The goal of the ``store.parsers`` module is to turn TOPSAIL test
artifacts directories into a Python object, that can be plotted or
turned into LTS KPIs.

The parsers of the main workload components rely on the ``simple``
store.

::

   store_simple.register_custom_parse_results(local_store.parse_directory)

The ``simple`` store searches for a ``settings.yaml`` file and an
``exit_code`` file.

When these two files are found, the parsing of a test begins, and the
current directory is considered a test root directory.

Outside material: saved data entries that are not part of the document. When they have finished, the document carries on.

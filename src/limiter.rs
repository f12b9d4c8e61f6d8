//! Aggregate resource bounds supplied by the autoscaler at start-up.
//!
//! The limiter is built and validated outside this crate. Providers only hold
//! it and hand the same instance back to the control loop.

use std::collections::{BTreeMap, BTreeSet};

/// Resource name for CPU cores.
pub const RESOURCE_CORES: &str = "cpu";

/// Resource name for memory, in bytes.
pub const RESOURCE_MEMORY: &str = "memory";

/// Resource name for the total node count.
pub const RESOURCE_NODES: &str = "nodes";

/// Immutable minimum and maximum bounds for cluster-wide resources.
#[derive(Clone, Debug, Default, Eq, PartialEq)]
pub struct ResourceLimiter {
    min: BTreeMap<String, i64>,
    max: BTreeMap<String, i64>,
}

impl ResourceLimiter {
    /// Creates a limiter from per-resource minimum and maximum bounds.
    #[must_use]
    pub const fn new(min: BTreeMap<String, i64>, max: BTreeMap<String, i64>) -> Self {
        Self { min, max }
    }

    /// Returns the lower bound for `resource`, or `0` when none is set.
    #[must_use]
    pub fn min(&self, resource: &str) -> i64 {
        self.min.get(resource).copied().unwrap_or(0)
    }

    /// Returns the upper bound for `resource`, or `i64::MAX` when unbounded.
    #[must_use]
    pub fn max(&self, resource: &str) -> i64 {
        self.max.get(resource).copied().unwrap_or(i64::MAX)
    }

    /// Lists every resource named by either bound, sorted and deduplicated.
    #[must_use]
    pub fn resources(&self) -> Vec<&str> {
        self.min
            .keys()
            .chain(self.max.keys())
            .map(String::as_str)
            .collect::<BTreeSet<_>>()
            .into_iter()
            .collect()
    }
}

The parsing is done this way:

::

   if exists(CACHE_FILE) and not MATBENCH_STORE_IGNORE_CACHE == true:
     results = reload(CACHE_FILE)
   else:
     results = parse_once()

   parse_always(results)
   results.lts = parse_lts(results)
   return results

This organization improves the flexibility of the parsers, wrt to what
takes time (should be in ``parse_once``) vs what depends on the
current execution environment (should be in ``parse_always``).

Mind that if you are working on the parsers, you should disable the
cache, or your modifications will not be taken into account.

::

   export MATBENCH_STORE_IGNORE_CACHE=true

You can re-enable it afterwards with:

::

   unset MATBENCH_STORE_IGNORE_CACHE

The results of the main parser is a ``types.SimpleNamespace``
object. By choice, it is weakly (on the fly) defined, so the
developers must take care to properly propagate any modification of
the structure. We tested having a Pydantic model, but that turned out
to be to cumbersome to maintain. Could be retested.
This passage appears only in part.